Journalist from Dagestan, Russia threatened with death in a phone call

A March 24, 2012 photo depicts the city of Makhachkala, the capital of Dagestan, Russia. A journalist there told CPJ she received a death threat in a phone call. (Reuters/Grigory Dukor)

New York, July 27, 2020 – Authorities in the Russian republic of Dagestan should conduct a swift and thorough investigation into the death threat against journalist Svetlana Anokhina and ensure she has adequate protection, the Committee to Protect Journalists said today. 

On July 22, a man called Anokhina and threatened to kill her, the journalist told CPJ in a phone interview. Anokhina, a Dagestani journalist, is the chief editor of Daptar.ru, an independent site dedicated to women’s issues in the Caucasus.

Anokhina told CPJ that the threat may have been in response to her journalistic work. She said that the timing of the call made her believe that it may have been about one specific article she edited on a controversial case. The article, published on Daptar.ru the day before the threat was made, alleged that Chechen and federal-level authorities failed to investigate the alleged murder of a Chechen woman by her husband. On the day of its publication, Anokhina shared and discussed the story on her Facebook page, which counts more than 6,000 followers.

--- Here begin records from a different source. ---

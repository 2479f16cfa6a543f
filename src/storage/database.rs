//! Shared `SQLite` handle for the session cache and the outbox.
//!
//! The file lives at `~/.focuslog/focuslog.db` (or under `FOCUSLOG_HOME`).
//! The connection sits behind a mutex so the cache and outbox can be shared
//! with the background sync worker. Locks are never held across an `.await`.

use std::sync::{Mutex, MutexGuard, PoisonError};

use rusqlite::Connection;

use crate::config::Paths;
use crate::error::FocusError;

use super::migrations;

/// Database connection wrapper.
pub struct Database {
    conn: Mutex<Connection>,
}

impl Database {
    /// Open `focuslog.db` under the data directory, creating it if needed.
    ///
    /// # Errors
    ///
    /// Returns an error if the database cannot be opened or migrations fail.
    pub fn open() -> Result<Self, FocusError> {
        let paths = Paths::new()?;
        paths.ensure_dirs()?;
        Self::open_at(&paths.database)
    }

    /// Open (and migrate) the database file at `path`.
    ///
    /// # Errors
    ///
    /// Returns an error if the database cannot be opened or migrations fail.
    pub fn open_at(path: &std::path::Path) -> Result<Self, FocusError> {
        let conn = Connection::open(path).map_err(|e| {
            FocusError::Database(format!("Failed to open database {}: {e}", path.display()))
        })?;
        Self::init(conn)
    }

    /// Open a private in-memory database.
    ///
    /// # Errors
    ///
    /// Returns an error if the database cannot be opened or migrations fail.
    pub fn open_in_memory() -> Result<Self, FocusError> {
        let conn = Connection::open_in_memory().map_err(|e| {
            FocusError::Database(format!("Failed to open in-memory database: {e}"))
        })?;
        Self::init(conn)
    }

    fn init(conn: Connection) -> Result<Self, FocusError> {
        conn.execute_batch("PRAGMA foreign_keys = ON; PRAGMA busy_timeout = 5000;")
            .map_err(|e| FocusError::Database(format!("Failed to configure connection: {e}")))?;

        migrations::run(&conn)?;

        Ok(Self {
            conn: Mutex::new(conn),
        })
    }

    /// Schema version recorded in `PRAGMA user_version`.
    ///
    /// # Errors
    ///
    /// Returns an error if the version cannot be read.
    pub fn schema_version(&self) -> Result<i32, FocusError> {
        migrations::get_version(&self.connection())
    }

    /// Lock the underlying connection.
    ///
    /// A poisoned lock still hands out the connection: `SQLite` keeps its own
    /// consistency, and a panic elsewhere must not take persistence down.
    pub fn connection(&self) -> MutexGuard<'_, Connection> {
        self.conn.lock().unwrap_or_else(PoisonError::into_inner)
    }
}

“Authorities in Dagestan should thoroughly investigate the death threat against journalist Svetlana Anokhina and hold the perpetrators to account,” said Gulnoza Said, CPJ’s Europe and Central Asia program coordinator. “Anokhina covers important issues for Russia’s North Caucasus, such as women’s rights. She and other journalists must be able to do their work without fear of repercussions, and the government should ensure their safety and take such threats seriously.”

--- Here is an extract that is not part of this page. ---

//! Output formatting for focuslog.
//!
//! Pretty output is rendered by each command; JSON goes through [`to_json`].

mod json;

pub use json::to_json;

Journalist Svetlana Anokhina pictured interviewing a local artist. (Aydemir Daganov)

Anokhina said a man called her on her mobile phone multiple times between 6-7 p.m. on July 22, though the first three or four calls were dropped due to a poor connection. Anokhina said that on the next call, the man confirmed he was speaking to her. After that call dropped, Anokhina said she recorded the subsequent phone call on her phone. In the recording, which CPJ reviewed, the man said he was “given orders to take care of these feminists,” and that his relative was the “boss” at the Soviet district police station of the Dagestani capital Makhachkala. He is then heard introducing himself and saying that he will kill Anokhina.

After hanging up, Anokhina said she looked up the phone number, and found that it was registered to a different name. Looking up that name, she found an Instagram account with photos featuring location tags in Dagestan and the neighboring republic of Chechnya. Anokhina said she sent this information to the number that called her, via messaging app. She said a man called back and denied that he was the man who initially called her and that he had threatened her life.

Anokhina told CPJ that she previously received threats over her journalistic work. On July 14, she criticized Magomed Kurbandibirov, deputy imam of the Grand Mosque of Makhachkala, in posts on Facebook and Instagram after Kurbandibirov made statements in support of female circumcision in an interview with a Russian journalist. After that, Anokhina received several anonymous messages on her social media accounts insulting her and demanding her to “shut up,” she told CPJ.

In 2018, she received tens of anonymous messages on social media from people threatening to “find her” and “put her into the ground” after she wrote Facebook posts criticizing Eldar Iraziev, an entertainer and blogger formerly based in Dagestan, who had condemned an upcoming anime festival as “immoral” on his Instagram account, which has since been deleted, said Anokhina. She told CPJ she defended the festival, which was eventually canceled after Iraziev’s supporters threatened the organizers and would-be participants, according to media reports. CPJ reviewed the screenshots of some of these messages containing insults and threats; Anokhina told CPJ she has deleted the majority of the messages.

Anokhina said the July 22 phone call was the first time she received a direct death threat on the phone. “I am worried, because sooner or later these threats could be implemented,” she told CPJ. She said that the Instagram photos tagged in Chechnya made her concerned that the threat had a potential connection to the republic. “Any reasonable person would feel concerned when Chechnya is involved, because of the republic’s bloodthirsty regime,” Anokhina said.

On April 13, Chechen leader Ramzan Kadyrov publicly threatened journalist Elena Milashina, a correspondent for independent newspaper Novaya Gazeta, over her COVID-19 reporting, as CPJ reported at the time. In March, a group of unidentified people beat up Milashina and human rights lawyer Marina Dubrovina in the Chechen capital Grozny, as CPJ documented.

Anokhina told CPJ that she filed a complaint about the threatening call on the website of Dagestan’s Ministry of Internal Affairs. Reached by CPJ via phone on July 24, Gayana Garieva, head of the ministry’s Department of Information and Public Relations, told CPJ that the ministry received Anokhina’s complaint and is investigating the matter.